Task directions: Copy every line of the entries that includes the word "Parser".

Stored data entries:
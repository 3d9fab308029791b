//! # Network Module
//!
//! Everything that moves blocks between nodes. There is no real transport:
//! nodes live in one process and talk over bounded tokio channels.
//!
//! ## Architecture
//!
//! ```text
//! fabric.rs      — Registry of every node's inbox, used for fan-out
//! node.rs        — Node lifecycle, transmit, events and read access
//! validation.rs  — Acceptance rule and the per-node validation loop
//! ```
//!
//! ## Design Decisions
//!
//! - Each chain is private to its node and guarded by a `parking_lot::RwLock`.
//!   Guards never live across an `.await`; blocks are cloned out before any
//!   send.
//! - Inboxes are bounded. Senders wait for capacity instead of dropping, so
//!   back-pressure can propagate from one slow node to its senders.
//! - Rejections are not errors. They are logged at `debug` and published as
//!   [`NodeEvent::Rejected`].

pub mod fabric;
pub mod node;
pub mod validation;

pub use fabric::{BroadcastFabric, FabricError, Inbox};
pub use node::{Node, NodeError, NodeEvent, NodeStats, NodeStatsSnapshot, NodeStatus};
pub use validation::{check_candidate, RejectReason, ValidationLoop};
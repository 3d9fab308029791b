//! The fixed demo topology: nine parts of a light aircraft, all built by the
//! same manufacturer and joined into one fabric.

use std::sync::Arc;

use anyhow::{Context, Result};
use partledger_protocol::config::NodeConfig;
use partledger_protocol::network::{BroadcastFabric, Node};

pub const MANUFACTURER: &str = "Sckzor Industries";

/// Name, serial number and model number of one demo part.
pub struct PartSpec {
    pub name: &'static str,
    pub serial_number: &'static str,
    pub model_number: &'static str,
}

const fn part(
    name: &'static str,
    serial_number: &'static str,
    model_number: &'static str,
) -> PartSpec {
    PartSpec {
        name,
        serial_number,
        model_number,
    }
}

pub const DEMO_PARTS: [PartSpec; 9] = [
    part("Vertical Stabilizer", "LKYP-U78J-6W54-MHBP", "MX540"),
    part("Rudder", "LBMR-HLXA-GQH5-6TQ7", "TY850"),
    part("Elevator", "PFEW-8XEJ-RZ2J-LUPA", "UL100"),
    part("Horizontal Stabilizer", "JZUA-FQVM-EH5B-E7DY", "KH300"),
    part("Ailerons", "W4TP-7SHQ-B27V-TZGW", "KL403"),
    part("Wing", "YYG4-3F7B-TNXW-ALQE", "CX410"),
    part("Landing Gear", "LSRK-TJHK-NWEP-9WR4", "VB930"),
    part("Fuselage", "MDX6-L28Z-6GXS-FKYC", "ZD020"),
    part("Propellor", "BUYZ-U64Y-O0B3-U771", "UI960"),
];

/// Creates one node per demo part, all registered with `fabric`.
pub fn build(fabric: &Arc<BroadcastFabric>, config: &NodeConfig) -> Result<Vec<Node>> {
    DEMO_PARTS
        .iter()
        .map(|spec| {
            Node::create(
                spec.name,
                MANUFACTURER,
                spec.serial_number,
                spec.model_number,
                Arc::clone(fabric),
                config.clone(),
            )
            .with_context(|| format!("failed to create node for {}", spec.name))
        })
        .collect()
}

/// The node that node `i` hands its blocks to.
pub fn ring_peer(i: usize, len: usize) -> usize {
    (i + 1) % len
}

/// Finds a node by part name, ignoring case.
pub fn find<'a>(nodes: &'a [Node], name: &str) -> Option<(usize, &'a Node)> {
    nodes
        .iter()
        .enumerate()
        .find(|(_, n)| n.name().eq_ignore_ascii_case(name.trim()))
}
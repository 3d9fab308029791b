//! # Cryptographic Primitives
//!
//! SHA-256 hashing and the block signature scheme built on it.
//!
//! There is no key material anywhere in PartLedger. A "signature" is a
//! deterministic digest of a block's preamble; it detects tampering with the
//! linkage fields but does not prove who wrote the block.

pub mod hash;
pub mod signatures;

pub use hash::sha256_multi;
pub use signatures::{sign_block, signatures_equal, Signature};
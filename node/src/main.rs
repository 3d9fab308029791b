// Copyright (c) 2026 PartLedger Contributors. MIT License.
// See LICENSE for details.

//! # PartLedger Demo Node
//!
//! Entry point for the `partledger-node` binary. Parses CLI arguments,
//! initializes logging, builds the demo aircraft-part network and prints
//! one part's ledger.
//!
//! - `run`     — build the network, announce every part, submit messages,
//!   print a ledger
//! - `version` — print build version information

mod cli;
mod logging;
mod topology;

use std::sync::Arc;
use std::time::Duration;

use anyhow::{Context, Result};
use clap::Parser;
use serde::Serialize;
use tokio::signal;
use tracing::{info, warn};

use partledger_protocol::identity::Part;
use partledger_protocol::network::{BroadcastFabric, Node, NodeStatsSnapshot, NodeStatus};
use partledger_protocol::storage::{Block, Message};

use cli::{Commands, PartLedgerCli, RunArgs};

/// How long each validation loop gets to wind down after shutdown.
const STOP_GRACE: Duration = Duration::from_secs(1);

#[tokio::main]
async fn main() -> Result<()> {
    let cli = PartLedgerCli::parse();

    match cli.command {
        Commands::Run(args) => run_demo(args).await,
        Commands::Version => {
            print_version();
            Ok(())
        }
    }
}

/// JSON shape of a printed ledger.
#[derive(Serialize)]
struct LedgerReport<'a> {
    part: &'a Part,
    priority: u8,
    status: NodeStatus,
    stats: NodeStatsSnapshot,
    blocks: Vec<Block>,
}

async fn run_demo(args: RunArgs) -> Result<()> {
    logging::init_logging(&args.log_level, args.log_format);

    let config = args.node_config();
    info!(
        parts = topology::DEMO_PARTS.len(),
        inbox_capacity = config.inbox_capacity,
        handoff_delay_ms = config.handoff_delay_ms,
        "starting partledger-node"
    );

    // --- Topology ---
    let fabric = Arc::new(BroadcastFabric::new());
    let nodes = topology::build(&fabric, &config)?;

    // Resolve every part name before any traffic flows.
    let dump_index = match &args.dump {
        Some(name) => topology::find(&nodes, name)
            .map(|(i, _)| i)
            .with_context(|| format!("unknown part {name:?}"))?,
        None => 0,
    };
    let submissions = args
        .messages
        .iter()
        .map(|spec| {
            topology::find(&nodes, &spec.part)
                .map(|(i, _)| (i, spec.message.clone()))
                .with_context(|| format!("unknown part {:?}", spec.part))
        })
        .collect::<Result<Vec<_>>>()?;

    // --- Validation loops ---
    let mut loops = Vec::with_capacity(nodes.len());
    for node in &nodes {
        let handle = node
            .start_validation()
            .with_context(|| format!("failed to start validation for {}", node.name()))?;
        loops.push(handle);
    }

    // --- Announcements ---
    for (i, node) in nodes.iter().enumerate() {
        let message = Message::attach(format!("The {} has joined the blockchain", node.name()));
        submit(&nodes, i, message).await?;
    }

    // --- Operator messages ---
    for (i, message) in submissions {
        submit(&nodes, i, message).await?;
    }

    tokio::select! {
        _ = tokio::time::sleep(Duration::from_millis(args.settle_ms)) => {}
        _ = shutdown_signal() => {
            info!("interrupt received, printing ledger early");
        }
    }

    print_ledger(&nodes[dump_index], args.json)?;

    // --- Shutdown ---
    for node in &nodes {
        node.shutdown();
    }
    for (node, handle) in nodes.iter().zip(loops) {
        match tokio::time::timeout(STOP_GRACE, handle).await {
            Ok(Ok(())) => {}
            Ok(Err(e)) => warn!(node = %node.name(), error = %e, "validation task failed"),
            Err(_) => warn!(node = %node.name(), "validation loop did not stop in time"),
        }
        let stats = node.stats();
        info!(
            node = %node.name(),
            blocks = node.len(),
            authored = stats.authored,
            accepted = stats.accepted,
            rejected = stats.rejected,
            forwarded = stats.forwarded,
            "node summary"
        );
    }

    info!("partledger-node stopped");
    Ok(())
}

/// Has node `origin` author `message` and hand it to the next part in the
/// ring.
async fn submit(nodes: &[Node], origin: usize, message: Message) -> Result<()> {
    let node = &nodes[origin];
    let peer = &nodes[topology::ring_peer(origin, nodes.len())];
    let block = node
        .transmit(peer, message)
        .await
        .with_context(|| format!("{} could not hand off to {}", node.name(), peer.name()))?;

    info!(
        from = %node.name(),
        to = %peer.name(),
        index = block.index,
        kind = %block.message.kind,
        "block submitted"
    );
    Ok(())
}

fn print_ledger(node: &Node, json: bool) -> Result<()> {
    if json {
        let report = LedgerReport {
            part: node.part(),
            priority: node.priority(),
            status: node.status(),
            stats: node.stats(),
            blocks: node.dump(),
        };
        let rendered =
            serde_json::to_string_pretty(&report).context("failed to serialize ledger")?;
        println!("{rendered}");
    } else {
        println!("============ Ledger of {} ============", node.name());
        print!("{}", node.render_ledger());
    }
    Ok(())
}

/// Prints version information to stdout.
fn print_version() {
    println!("partledger-node {}", env!("CARGO_PKG_VERSION"));
    println!(
        "protocol        {}",
        partledger_protocol::config::PROTOCOL_VERSION
    );
}

/// Resolves on Ctrl+C. If the handler cannot be installed, never resolves.
async fn shutdown_signal() {
    if let Err(e) = signal::ctrl_c().await {
        warn!(error = %e, "failed to install Ctrl+C handler");
        std::future::pending::<()>().await;
    }
}
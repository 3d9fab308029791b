//! # CLI Interface
//!
//! Defines the command-line argument structure for `partledger-node` using
//! `clap` derive. Two subcommands: `run` and `version`.

use std::str::FromStr;

use clap::{Parser, Subcommand};
use partledger_protocol::config::{
    NodeConfig, EVENT_CHANNEL_CAPACITY, HANDOFF_DELAY, INBOX_CAPACITY,
};
use partledger_protocol::storage::{Message, MessageKind};

use crate::logging::LogFormat;

/// PartLedger demo node.
///
/// Builds the demo aircraft-part network in process, lets every part
/// announce itself, submits any operator messages and prints a ledger.
#[derive(Parser, Debug)]
#[command(
    name = "partledger-node",
    about = "PartLedger demo node",
    version,
    propagate_version = true
)]
pub struct PartLedgerCli {
    #[command(subcommand)]
    pub command: Commands,
}

#[derive(Subcommand, Debug)]
pub enum Commands {
    /// Build the demo network, run it and print a ledger.
    Run(RunArgs),
    /// Print version information and exit.
    Version,
}

/// Arguments for the `run` subcommand.
#[derive(Parser, Debug)]
pub struct RunArgs {
    /// Message to submit after the announcements, as `part:severity:text`.
    ///
    /// The named part authors the block and hands it to the next part in
    /// the ring. Severity is `info`, `error` or `attach`; anything else is
    /// logged as an error. May be repeated.
    #[arg(long = "message", short = 'm', value_name = "PART:SEVERITY:TEXT")]
    pub messages: Vec<MessageSpec>,

    /// How long to let blocks propagate before printing, in milliseconds.
    #[arg(long, env = "PARTLEDGER_SETTLE_MS", default_value_t = 500)]
    pub settle_ms: u64,

    /// Part whose ledger is printed. Defaults to the first part.
    #[arg(long, env = "PARTLEDGER_DUMP")]
    pub dump: Option<String>,

    /// Print the ledger as JSON instead of block dumps.
    #[arg(long)]
    pub json: bool,

    /// Capacity of every node's inbound queue.
    #[arg(long, env = "PARTLEDGER_INBOX_CAPACITY", default_value_t = INBOX_CAPACITY)]
    pub inbox_capacity: usize,

    /// Pause after each hand-off, in milliseconds.
    #[arg(
        long,
        env = "PARTLEDGER_HANDOFF_DELAY_MS",
        default_value_t = HANDOFF_DELAY.as_millis() as u64
    )]
    pub handoff_delay_ms: u64,

    /// Log output format.
    #[arg(
        long,
        env = "PARTLEDGER_LOG_FORMAT",
        value_enum,
        default_value_t = LogFormat::Pretty
    )]
    pub log_format: LogFormat,

    /// Default log filter when `RUST_LOG` is unset.
    #[arg(
        long,
        env = "PARTLEDGER_LOG",
        default_value = "partledger_node=info,partledger_protocol=info"
    )]
    pub log_level: String,
}

impl RunArgs {
    pub fn node_config(&self) -> NodeConfig {
        NodeConfig {
            inbox_capacity: self.inbox_capacity,
            handoff_delay_ms: self.handoff_delay_ms,
            event_capacity: EVENT_CHANNEL_CAPACITY,
        }
    }
}

/// An operator message from the command line.
#[derive(Debug, Clone, PartialEq, Eq)]
pub struct MessageSpec {
    pub part: String,
    pub message: Message,
}

impl FromStr for MessageSpec {
    type Err = String;

    fn from_str(s: &str) -> Result<Self, Self::Err> {
        let mut fields = s.splitn(3, ':');
        let (Some(part), Some(severity), Some(text)) = (fields.next(), fields.next(), fields.next())
        else {
            return Err(format!("expected PART:SEVERITY:TEXT, got {s:?}"));
        };

        let part = part.trim();
        if part.is_empty() {
            return Err("part name is empty".to_string());
        }

        Ok(Self {
            part: part.to_string(),
            message: Message::new(MessageKind::from_str_lossy(severity), text),
        })
    }
}
use axum::{RequestPartsExt, extract::FromRequestParts, http::request::Parts};
use axum_extra::{
    TypedHeader,
    headers::{Authorization, authorization::Basic},
};
use tracing::{debug, warn};

use crate::modules::users::model::User;
use crate::modules::users::service::UserService;
use crate::state::AppState;
use crate::utils::errors::AppError;
use crate::utils::password::verify_password;

/// Extractor that resolves `Authorization: Basic` credentials to a stored user.
///
/// Handlers that take a `CurrentUser` argument only run for authenticated
/// requests; anything else is rejected with the generic 401 body before the
/// handler is reached. The 401 never says whether the email or the password
/// was at fault.
#[derive(Debug, Clone)]
pub struct CurrentUser(pub User);

impl FromRequestParts<AppState> for CurrentUser {
    type Rejection = AppError;

    async fn from_request_parts(
        parts: &mut Parts,
        state: &AppState,
    ) -> Result<Self, Self::Rejection> {
        let TypedHeader(Authorization(credentials)) = parts
            .extract::<TypedHeader<Authorization<Basic>>>()
            .await
            .map_err(|_| {
                debug!("Missing or malformed basic authorization header");
                AppError::Unauthenticated
            })?;

        let user = UserService::find_by_email(&state.db, credentials.username())
            .await?
            .ok_or_else(|| {
                warn!(user.email = %credentials.username(), "Authentication failed: unknown email");
                AppError::Unauthenticated
            })?;

        if !verify_password(credentials.password(), &user.password)? {
            warn!(user.email = %credentials.username(), "Authentication failed: wrong password");
            return Err(AppError::Unauthenticated);
        }

        Ok(CurrentUser(user))
    }
}
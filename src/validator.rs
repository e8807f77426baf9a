use axum::{
    Json,
    extract::{FromRequest, FromRequestParts, Path, Request, rejection::JsonRejection},
    http::request::Parts,
};
use serde::de::DeserializeOwned;
use validator::{Validate, ValidationErrors};

use crate::utils::errors::AppError;

fn collect_messages(errors: &ValidationErrors) -> Vec<String> {
    let mut messages: Vec<String> = errors
        .field_errors()
        .iter()
        .flat_map(|(field, errors)| {
            errors.iter().map(move |error| {
                error
                    .message
                    .as_ref()
                    .map(|msg| msg.to_string())
                    .unwrap_or_else(|| format!("{} is invalid", field))
            })
        })
        .collect();
    // field_errors iterates a map; sort so clients see a stable order
    messages.sort();
    messages
}

/// JSON extractor that runs the payload's `validator::Validate` rules and
/// renders every failure as the 400 message-list contract.
#[derive(Debug, Clone, Copy, Default)]
pub struct ValidatedJson<T>(pub T);

impl<T, S> FromRequest<S> for ValidatedJson<T>
where
    T: DeserializeOwned + Validate,
    S: Send + Sync,
{
    type Rejection = AppError;

    async fn from_request(req: Request, state: &S) -> Result<Self, Self::Rejection> {
        let Json(value) = Json::<T>::from_request(req, state)
            .await
            .map_err(|rejection| {
                let error_msg = rejection.body_text();

                if error_msg.contains("missing field") {
                    let field = error_msg
                        .split("missing field `")
                        .nth(1)
                        .and_then(|s| s.split('`').next())
                        .unwrap_or("unknown");
                    return AppError::validation(vec![format!("{} is required", field)]);
                }

                if error_msg.contains("invalid type") {
                    return AppError::validation(vec![
                        "Invalid field type in request".to_string(),
                    ]);
                }

                if matches!(rejection, JsonRejection::MissingJsonContentType(_)) {
                    return AppError::validation(vec![
                        "Missing 'Content-Type: application/json' header".to_string(),
                    ]);
                }

                AppError::validation(vec!["Invalid request body".to_string()])
            })?;

        value
            .validate()
            .map_err(|errors| AppError::validation(collect_messages(&errors)))?;

        Ok(ValidatedJson(value))
    }
}

/// Path extractor for `{id}` segments that reports malformed ids through the
/// same 400 message-list contract instead of axum's plain-text rejection.
#[derive(Debug, Clone, Copy, Default)]
pub struct ValidatedPath<T>(pub T);

impl<T, S> FromRequestParts<S> for ValidatedPath<T>
where
    T: DeserializeOwned + Send,
    S: Send + Sync,
{
    type Rejection = AppError;

    async fn from_request_parts(parts: &mut Parts, state: &S) -> Result<Self, Self::Rejection> {
        let Path(value) = Path::<T>::from_request_parts(parts, state)
            .await
            .map_err(|_| AppError::validation(vec!["id must be a valid UUID".to_string()]))?;

        Ok(ValidatedPath(value))
    }
}

#[cfg(test)]
mod tests {
    use super::*;
    use serde::Deserialize;

    #[derive(Debug, Deserialize, Validate)]
    struct Signup {
        #[validate(length(min = 1, message = "firstName is required"))]
        first_name: String,
        #[validate(email(message = "emailAddress must be a valid email address"))]
        email_address: String,
    }

    #[test]
    fn collects_every_message_in_stable_order() {
        let bad = Signup {
            first_name: "".to_string(),
            email_address: "not-an-email".to_string(),
        };

        let errors = bad.validate().unwrap_err();
        let messages = collect_messages(&errors);

        assert_eq!(
            messages,
            vec![
                "emailAddress must be a valid email address".to_string(),
                "firstName is required".to_string(),
            ]
        );
    }

    #[test]
    fn valid_payload_produces_no_messages() {
        let ok = Signup {
            first_name: "Joe".to_string(),
            email_address: "joe@example.com".to_string(),
        };

        assert!(ok.validate().is_ok());
    }
}
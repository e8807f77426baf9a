use std::env;

/// Listen port and error-logging verbosity.
#[derive(Clone, Debug)]
pub struct ServerConfig {
    pub port: u16,
    /// When true, the default log filter is widened from info to debug.
    /// `RUST_LOG` still overrides the computed default entirely.
    pub enable_global_error_logging: bool,
}

impl Default for ServerConfig {
    fn default() -> Self {
        Self {
            port: 5000,
            enable_global_error_logging: false,
        }
    }
}

impl ServerConfig {
    pub fn from_env() -> Self {
        Self {
            port: env::var("PORT")
                .ok()
                .and_then(|s| s.parse().ok())
                .unwrap_or(5000),
            enable_global_error_logging: env::var("ENABLE_GLOBAL_ERROR_LOGGING")
                .map(|v| v == "true")
                .unwrap_or(false),
        }
    }
}
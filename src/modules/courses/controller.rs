use axum::{
    Json,
    extract::State,
    http::{StatusCode, header},
    response::IntoResponse,
};
use tracing::{instrument, warn};
use uuid::Uuid;

use crate::middleware::auth::CurrentUser;
use crate::modules::courses::model::{CourseResponse, CreateCourseDto, UpdateCourseDto};
use crate::modules::courses::service::CourseService;
use crate::state::AppState;
use crate::utils::errors::{AppError, ErrorBody, ValidationErrorBody};
use crate::validator::{ValidatedJson, ValidatedPath};

#[utoipa::path(
    get,
    path = "/api/courses",
    responses(
        (status = 200, description = "All courses with their owners", body = Vec<CourseResponse>)
    ),
    tag = "Courses"
)]
#[instrument(skip(state))]
pub async fn get_courses(
    State(state): State<AppState>,
) -> Result<Json<Vec<CourseResponse>>, AppError> {
    let courses = CourseService::get_courses(&state.db).await?;

    Ok(Json(courses))
}

#[utoipa::path(
    get,
    path = "/api/courses/{id}",
    params(
        ("id" = Uuid, Path, description = "Course ID")
    ),
    responses(
        (status = 200, description = "The requested course with its owner", body = CourseResponse),
        (status = 404, description = "No course with that ID", body = ErrorBody)
    ),
    tag = "Courses"
)]
#[instrument(skip(state))]
pub async fn get_course(
    State(state): State<AppState>,
    ValidatedPath(id): ValidatedPath<Uuid>,
) -> Result<Json<CourseResponse>, AppError> {
    let course = CourseService::get_course(&state.db, id).await?;

    Ok(Json(course))
}

#[utoipa::path(
    post,
    path = "/api/courses",
    request_body = CreateCourseDto,
    responses(
        (status = 201, description = "Course created; the Location header points at it"),
        (status = 400, description = "Validation failed", body = ValidationErrorBody),
        (status = 401, description = "Missing or invalid credentials", body = ErrorBody)
    ),
    tag = "Courses",
    security(("basic_auth" = []))
)]
#[instrument(skip_all, fields(user.id = %current_user.0.id))]
pub async fn create_course(
    State(state): State<AppState>,
    current_user: CurrentUser,
    ValidatedJson(dto): ValidatedJson<CreateCourseDto>,
) -> Result<impl IntoResponse, AppError> {
    let course = CourseService::create_course(&state.db, current_user.0.id, dto).await?;

    Ok((
        StatusCode::CREATED,
        [(header::LOCATION, format!("/courses/{}", course.id))],
    ))
}

#[utoipa::path(
    put,
    path = "/api/courses/{id}",
    params(
        ("id" = Uuid, Path, description = "Course ID")
    ),
    request_body = UpdateCourseDto,
    responses(
        (status = 204, description = "Course updated"),
        (status = 400, description = "Validation failed", body = ValidationErrorBody),
        (status = 401, description = "Missing or invalid credentials", body = ErrorBody),
        (status = 403, description = "Authenticated user does not own the course", body = ErrorBody),
        (status = 404, description = "No course with that ID", body = ErrorBody)
    ),
    tag = "Courses",
    security(("basic_auth" = []))
)]
#[instrument(skip_all, fields(course.id = %id, user.id = %current_user.0.id))]
pub async fn update_course(
    State(state): State<AppState>,
    current_user: CurrentUser,
    ValidatedPath(id): ValidatedPath<Uuid>,
    ValidatedJson(dto): ValidatedJson<UpdateCourseDto>,
) -> Result<StatusCode, AppError> {
    let course = CourseService::get_course_row(&state.db, id).await?;

    if course.owner_id != current_user.0.id {
        warn!(course.id = %id, "Update rejected: requester does not own the course");
        return Err(AppError::forbidden(
            "You are not authorized to update this course",
        ));
    }

    CourseService::update_course(&state.db, id, dto).await?;

    Ok(StatusCode::NO_CONTENT)
}

#[utoipa::path(
    delete,
    path = "/api/courses/{id}",
    params(
        ("id" = Uuid, Path, description = "Course ID")
    ),
    responses(
        (status = 204, description = "Course deleted"),
        (status = 401, description = "Missing or invalid credentials", body = ErrorBody),
        (status = 403, description = "Authenticated user does not own the course", body = ErrorBody),
        (status = 404, description = "No course with that ID", body = ErrorBody)
    ),
    tag = "Courses",
    security(("basic_auth" = []))
)]
#[instrument(skip_all, fields(course.id = %id, user.id = %current_user.0.id))]
pub async fn delete_course(
    State(state): State<AppState>,
    current_user: CurrentUser,
    ValidatedPath(id): ValidatedPath<Uuid>,
) -> Result<StatusCode, AppError> {
    let course = CourseService::get_course_row(&state.db, id).await?;

    if course.owner_id != current_user.0.id {
        warn!(course.id = %id, "Delete rejected: requester does not own the course");
        return Err(AppError::forbidden(
            "You are not authorized to delete this course",
        ));
    }

    CourseService::delete_course(&state.db, id).await?;

    Ok(StatusCode::NO_CONTENT)
}
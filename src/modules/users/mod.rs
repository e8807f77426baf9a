pub mod controller;
pub mod model;
pub mod router;
pub mod service;

pub use model::*;
pub use router::init_users_router;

Solution to the exercise:
use clap::Parser;
use clap::{Parser, Subcommand};
#[derive(Parser, Debug)]
#[derive(Parser, Debug)]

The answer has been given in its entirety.